= Nirmāṇakāya =

Concept in Buddhism

Nirmāṇakāya or
Nirmanakaya also known as the
Emanation body (應身 (yìngshēn, 应身); Tibetan: སྤྲུལ་སྐུ་, tulku, Wylie: sprul sku) is the third aspect of the trikāya and the physical manifestation of a Buddha in time and space. An example of a Nirmanakaya would be Siddhartha Gautama, the historical Buddha who lived in India 2,500 years ago. In Vajrayāna Buddhism, the nirmanakaya is described as "the dimension of ceaseless manifestation".

==Indian Buddhism==
One early Buddhist text, the Pali Samaññaphala Sutta, lists the ability to create a “mind-made body” (manomāyakāya) as one of the "fruits of the contemplative life". Commentarial texts such as the Patisambhidamagga and the Visuddhimagga state that this mind-made body is how Gautama Buddha and arhats are able to travel into heavenly realms using the continuum of the mindstream (cittasaṃtāna) and it is also used to explain the multiplication miracle of the Buddha as illustrated in the Divyavadana, in which the Buddha multiplied his nirmita or emanated human form into countless other bodies which filled the sky. A Buddha or other realized being is able to project many such nirmitas simultaneously in an infinite variety of forms in different realms simultaneously.

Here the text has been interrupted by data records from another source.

//! # Rates Types
//!
//! Domain types and port traits for the exchange rate service.
//! This crate has ZERO IO dependencies - only data structures,
//! validation rules, and trait definitions.
//!
//! ## Architecture
//!
//! This crate represents the **innermost core** of the hexagonal architecture:
//! - `domain/` - Pure domain types (CurrencyCode, CurrencyPair, RateQuote)
//! - `ports/` - Trait definitions that provider adapters must implement
//! - `dto/` - Data Transfer Objects for API boundaries
//! - `error/` - Validation, provider and aggregate error types

pub mod domain;
pub mod dto;
pub mod error;
pub mod ports;

// Re-export commonly used types
pub use domain::{Conversion, CurrencyCode, CurrencyPair, RateQuote};
pub use dto::*;
pub use error::{AggregateFailure, ConfigError, ProviderFailure, RateError, ValidationError};
pub use ports::{FetchContext, ProviderError, RateProvider};
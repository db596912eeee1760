//! Resolved rate quotes and conversions.

use chrono::{DateTime, Utc};
use serde::{Deserialize, Serialize};

use super::pair::CurrencyPair;
use crate::ports::ProviderError;

/// A single resolved rate attributable to one provider at one point in time.
///
/// `rate` is the number of `pair.quote()` units per one `pair.base()` unit.
#[derive(Debug, Clone, PartialEq, Serialize, Deserialize)]
pub struct RateQuote {
    pub pair: CurrencyPair,
    pub rate: f64,
    pub source: String,
    pub observed_at: DateTime<Utc>,
}

impl RateQuote {
    /// Creates a quote observed now.
    pub fn new(pair: CurrencyPair, rate: f64, source: impl Into<String>) -> Self {
        Self::observed_at(pair, rate, source, Utc::now())
    }

    /// Creates a quote with an explicit observation time.
    pub fn observed_at(
        pair: CurrencyPair,
        rate: f64,
        source: impl Into<String>,
        observed_at: DateTime<Utc>,
    ) -> Self {
        Self {
            pair,
            rate,
            source: source.into(),
            observed_at,
        }
    }

    /// Checks that the quote is usable for the requested pair.
    ///
    /// A quote that decoded fine but carries a zero, negative or non-finite
    /// rate is a provider failure, not a zero-rate quote.
    pub fn validate(&self, requested: &CurrencyPair) -> Result<(), ProviderError> {
        if !self.rate.is_finite() || self.rate <= 0.0 {
            return Err(ProviderError::InvalidRate(self.rate));
        }
        if self.pair != *requested {
            return Err(ProviderError::PairMismatch {
                requested: *requested,
                returned: self.pair,
            });
        }
        Ok(())
    }
}

/// A rate lookup with an accompanying amount converted at that rate.
#[derive(Debug, Clone, PartialEq, Serialize, Deserialize)]
pub struct Conversion {
    pub quote: RateQuote,
    pub amount: f64,
    pub converted_amount: f64,
}
//! HTTP Inbound Adapter
//!
//! Axum-based HTTP server that drives the application layer.

pub(crate) mod handlers;
mod rate_limit;
mod server;

pub use rate_limit::RateLimiterState;
pub use server::HttpServer;
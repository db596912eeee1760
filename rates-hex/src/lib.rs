//! # Rates Hex
//!
//! Rate aggregation core, application service and HTTP adapter for the
//! exchange rate service.
//!
//! ## Architecture
//!
//! - `aggregator` - Races every configured provider, first valid quote wins
//! - `conversion` - Converts an amount at a resolved rate
//! - `service` - Application service (validation → aggregation → conversion)
//! - `inbound/` - HTTP adapter (Axum server)
//!
//! Providers are injected as `Arc<dyn RateProvider>`, so the aggregator is
//! agnostic to how many there are and how they talk to their upstream.

pub mod aggregator;
pub mod conversion;
pub mod inbound;
pub mod openapi;
pub mod service;

#[cfg(test)]
mod service_tests;
#[cfg(test)]
mod testing;

pub use aggregator::Aggregator;
pub use service::RateService;
//! Exchange rate provider port.
//!
//! This trait defines the interface for upstream rate sources.
//! Implementations can be HTTP clients, mock providers, etc.

use crate::{CurrencyCode, CurrencyPair, RateQuote};

use super::FetchContext;

/// Error type for a single provider's fetch.
#[derive(Debug, Clone, PartialEq, thiserror::Error)]
pub enum ProviderError {
    #[error("Request failed: {0}")]
    Http(String),

    #[error("Upstream returned HTTP {0}")]
    Status(u16),

    #[error("Failed to decode response: {0}")]
    Decode(String),

    #[error("Upstream error: {0}")]
    Upstream(String),

    #[error("Currency code {0} not found in response")]
    RateNotFound(CurrencyCode),

    #[error("Invalid rate {0}: rates must be positive")]
    InvalidRate(f64),

    #[error("Quote for {returned} does not match requested pair {requested}")]
    PairMismatch {
        requested: CurrencyPair,
        returned: CurrencyPair,
    },

    #[error("Deadline exceeded")]
    DeadlineExceeded,

    #[error("Cancelled")]
    Cancelled,

    #[error("Provider task ended without a result")]
    TaskAborted,
}

/// Port trait for exchange rate providers.
///
/// Implementations must:
/// - return promptly with [`ProviderError::Cancelled`] once `ctx` is cancelled;
/// - return a rate fully resolved for `pair` (quote units per base unit),
///   deriving cross rates from their native base themselves;
/// - not retry beyond their own documented policy.
#[async_trait::async_trait]
pub trait RateProvider: Send + Sync {
    /// Identifier recorded as the `source` of quotes and failures.
    fn name(&self) -> &str;

    /// Fetches the current rate for `pair`.
    async fn fetch_rate(
        &self,
        ctx: &FetchContext,
        pair: &CurrencyPair,
    ) -> Result<RateQuote, ProviderError>;
}
//! # Rates Providers
//!
//! Concrete rate provider implementations (adapters) for the exchange rate
//! service: CurrencyAPI, exchangeratesapi.io and Open Exchange Rates. Each
//! adapter implements the `RateProvider` port against one upstream HTTP API.

use std::sync::Arc;

use rates_types::{CurrencyCode, CurrencyPair, ProviderError, RateProvider};

pub mod currencyapi;
pub mod exchangeratesapi;
pub mod openexchangerates;

mod http;

pub use currencyapi::CurrencyApiProvider;
pub use exchangeratesapi::ExchangeRatesApiProvider;
pub use openexchangerates::OpenExchangeRatesProvider;

/// Connection settings for one upstream provider.
#[derive(Clone)]
pub struct ProviderSettings {
    pub base_url: String,
    pub api_key: String,
}

impl ProviderSettings {
    pub fn new(base_url: impl Into<String>, api_key: impl Into<String>) -> Self {
        Self {
            base_url: base_url.into().trim_end_matches('/').to_string(),
            api_key: api_key.into(),
        }
    }
}

impl std::fmt::Debug for ProviderSettings {
    fn fmt(&self, f: &mut std::fmt::Formatter<'_>) -> std::fmt::Result {
        f.debug_struct("ProviderSettings")
            .field("base_url", &self.base_url)
            .field("api_key", &"<redacted>")
            .finish()
    }
}

/// Which providers are enabled, and how to reach them.
#[derive(Debug, Clone, Default)]
pub struct ProvidersConfig {
    pub currencyapi: Option<ProviderSettings>,
    pub exchangeratesapi: Option<ProviderSettings>,
    pub openexchangerates: Option<ProviderSettings>,
}

/// Build the enabled providers, in a fixed order.
///
/// # Examples
///
/// ```ignore
/// let config = ProvidersConfig {
///     currencyapi: Some(ProviderSettings::new("https://api.currencyapi.com", key)),
///     ..Default::default()
/// };
/// let providers = build_providers(&config);
/// ```
pub fn build_providers(config: &ProvidersConfig) -> Vec<Arc<dyn RateProvider>> {
    let mut providers: Vec<Arc<dyn RateProvider>> = Vec::new();

    if let Some(settings) = &config.currencyapi {
        providers.push(Arc::new(CurrencyApiProvider::new(settings.clone())));
    }
    if let Some(settings) = &config.exchangeratesapi {
        providers.push(Arc::new(ExchangeRatesApiProvider::new(settings.clone())));
    }
    if let Some(settings) = &config.openexchangerates {
        providers.push(Arc::new(OpenExchangeRatesProvider::new(settings.clone())));
    }

    providers
}

/// Derives `pair`'s rate from a table of values against a common base.
pub(crate) fn cross_rate(
    pair: &CurrencyPair,
    lookup: impl Fn(CurrencyCode) -> Option<f64>,
) -> Result<f64, ProviderError> {
    let base = lookup(pair.base()).ok_or(ProviderError::RateNotFound(pair.base()))?;
    let quote = lookup(pair.quote()).ok_or(ProviderError::RateNotFound(pair.quote()))?;

    if !base.is_finite() || base <= 0.0 {
        return Err(ProviderError::InvalidRate(base));
    }
    Ok(quote / base)
}
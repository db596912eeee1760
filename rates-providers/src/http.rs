//! Shared HTTP plumbing for provider adapters.

use reqwest::Client;
use serde::de::DeserializeOwned;
use tracing::debug;

use rates_types::{FetchContext, ProviderError};

/// GETs `url` with `query` and decodes the JSON body as `T`.
///
/// The request is abandoned as soon as `ctx` is cancelled or expires.
/// Non-2xx responses map to [`ProviderError::Status`]. The query is not
/// logged since it carries the API key.
pub(crate) async fn get_json<T: DeserializeOwned>(
    client: &Client,
    ctx: &FetchContext,
    url: &str,
    query: &[(&str, &str)],
) -> Result<T, ProviderError> {
    ctx.race(async {
        debug!(
            url,
            budget_ms = ?ctx.remaining().map(|d| d.as_millis() as u64),
            "Requesting rate data"
        );

        let response = client
            .get(url)
            .query(query)
            .send()
            .await
            .map_err(|e| ProviderError::Http(e.without_url().to_string()))?;

        let status = response.status();
        debug!(url, status = status.as_u16(), "Received response");
        if !status.is_success() {
            return Err(ProviderError::Status(status.as_u16()));
        }

        response
            .json::<T>()
            .await
            .map_err(|e| ProviderError::Decode(e.without_url().to_string()))
    })
    .await
}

The Indian Buddhist philosopher Vasubandhu (fl. 4th to 5th century CE) defined nirmita as a siddhi or psychic power (Pali iddhi, Sanskrit: ṛddhi) developed through Buddhist discipline, concentrated discipline (samadhi) and wisdom in his seminal work on Buddhist philosophy, the Abhidharmakośakārikā. Asanga's Bodhisattvabhūmi defines nirmāṇa as a magical illusion and "basically, something without a material basis." The Madhyamaka school of philosophy sees all reality as empty of essence; all reality is seen as a form of nirmita or magical illusion.

== Tibetan Buddhism ==
In Tibetan Buddhism, nirmanakayas are emanations of the Sambhoghakaya of the Buddhas, which effortlessly arise due to the compassionate energy (thugs rje) of the Buddhas. According to Jigme Lingpa, nirmanakaya (emanations) appear "according to the different perceptions, dispositions, and aspirations" of sentient beings. He also states that "their enlightened activities, which remove the delusions of samsara, are as limitless as the boundless reaches of space."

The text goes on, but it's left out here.